The British Journal of Psychiatry
Quantitative magnetic resonance imaging volumetry distinguishes delusional disorder from late-onset schizophrenia.
R J Howard, O Almeida, R Levy, P Graves, M Graves


BACKGROUND Late paraphrenia is recognised as a heterogeneous disorder. This is reflected by the division of such patients into schizophrenia and delusional disorder in ICD-10. Earlier imaging studies have suggested that major structural abnormalities may be associated with the onset of psychosis in later life.

METHOD Fifty late paraphrenics and 35 age-matched healthy controls underwent structural magnetic resonance imaging of the whole brain in the coronal plane.
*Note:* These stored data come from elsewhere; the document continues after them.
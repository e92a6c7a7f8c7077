//! Request path routing for the development server.
//!
//! Two page routes exist: `/` and `/project/:slug`. Anything else is looked
//! up as a file in the output directory.

use std::path::{Component, Path, PathBuf};

use crate::util::url_decode;

#[derive(Debug, Clone, PartialEq, Eq)]
pub enum Route {
    /// The listing page
    Home,
    /// A project detail page; the slug is matched case-sensitively
    Project(String),
    /// A file relative to the output directory
    Asset(PathBuf),
    /// Path that can never be served (traversal, malformed project route)
    Invalid,
}

impl Route {
    /// Parse a raw request target such as `/project/campa%C3%B1a/?ref=x`.
    pub fn parse(target: &str) -> Self {
        let path = target
            .split(['?', '#'])
            .next()
            .unwrap_or_default()
            .trim_start_matches('/');

        if path.is_empty() || path == "index.html" {
            return Route::Home;
        }

        if let Some(rest) = path.strip_prefix("project/") {
            let rest = rest
                .strip_suffix("/index.html")
                .unwrap_or(rest)
                .trim_end_matches('/');

            let slug = url_decode(rest);
            if slug.is_empty() || slug.contains('/') || slug == "." || slug == ".." {
                return Route::Invalid;
            }
            return Route::Project(slug);
        }

        let decoded = url_decode(path);
        let relative = Path::new(&decoded);
        if relative
            .components()
            .any(|c| !matches!(c, Component::Normal(_)))
        {
            return Route::Invalid;
        }

        Route::Asset(relative.to_path_buf())
    }
}

/// Output file backing a route, if it maps to one.
pub fn file_for(route: &Route, output_dir: &Path) -> Option<PathBuf> {
    match route {
        Route::Home => Some(output_dir.join("index.html")),
        Route::Project(slug) => Some(output_dir.join("project").join(slug).join("index.html")),
        Route::Asset(relative) => {
            let path = output_dir.join(relative);
            if path.is_dir() {
                Some(path.join("index.html"))
            } else {
                Some(path)
            }
        }
        Route::Invalid => None,
    }
}

pub fn content_type(path: &Path) -> &'static str {
    match path.extension().and_then(|e| e.to_str()) {
        Some("html") => "text/html; charset=utf-8",
        Some("css") => "text/css; charset=utf-8",
        Some("js") => "application/javascript; charset=utf-8",
        Some("json") | Some("map") => "application/json; charset=utf-8",
        Some("pdf") => "application/pdf",
        Some("png") => "image/png",
        Some("jpg") | Some("jpeg") => "image/jpeg",
        Some("gif") => "image/gif",
        Some("webp") => "image/webp",
        Some("svg") => "image/svg+xml",
        Some("ico") => "image/x-icon",
        Some("woff") => "font/woff",
        Some("woff2") => "font/woff2",
        Some("ttf") => "font/ttf",
        _ => "application/octet-stream",
    }
}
Measurements were made of intracranial and brain volumes and the volumes of the intracerebral and extracerebral cerebrospinal fluid spaces.

RESULTS No differences in intracranial, brain or extracerebral cerebrospinal fluid volumes between patients and controls were found. Late paraphrenic patients had greater lateral and third ventricle volumes than controls and the left lateral ventricle was larger than the right. When the patients were divided into appropriate ICD-10 diagnoses: paranoid schizophrenia (n = 31) and delusional disorder (n = 16), lateral ventricle volumes in the delusional disorder patients were much greater than those of the schizophrenics and almost twice those of controls.

CONCLUSIONS Structural brain differences underly diagnostic heterogeneity within late paraphrenia. The brains of late onset schizophrenics are only subtly different from those of healthy elderly individuals.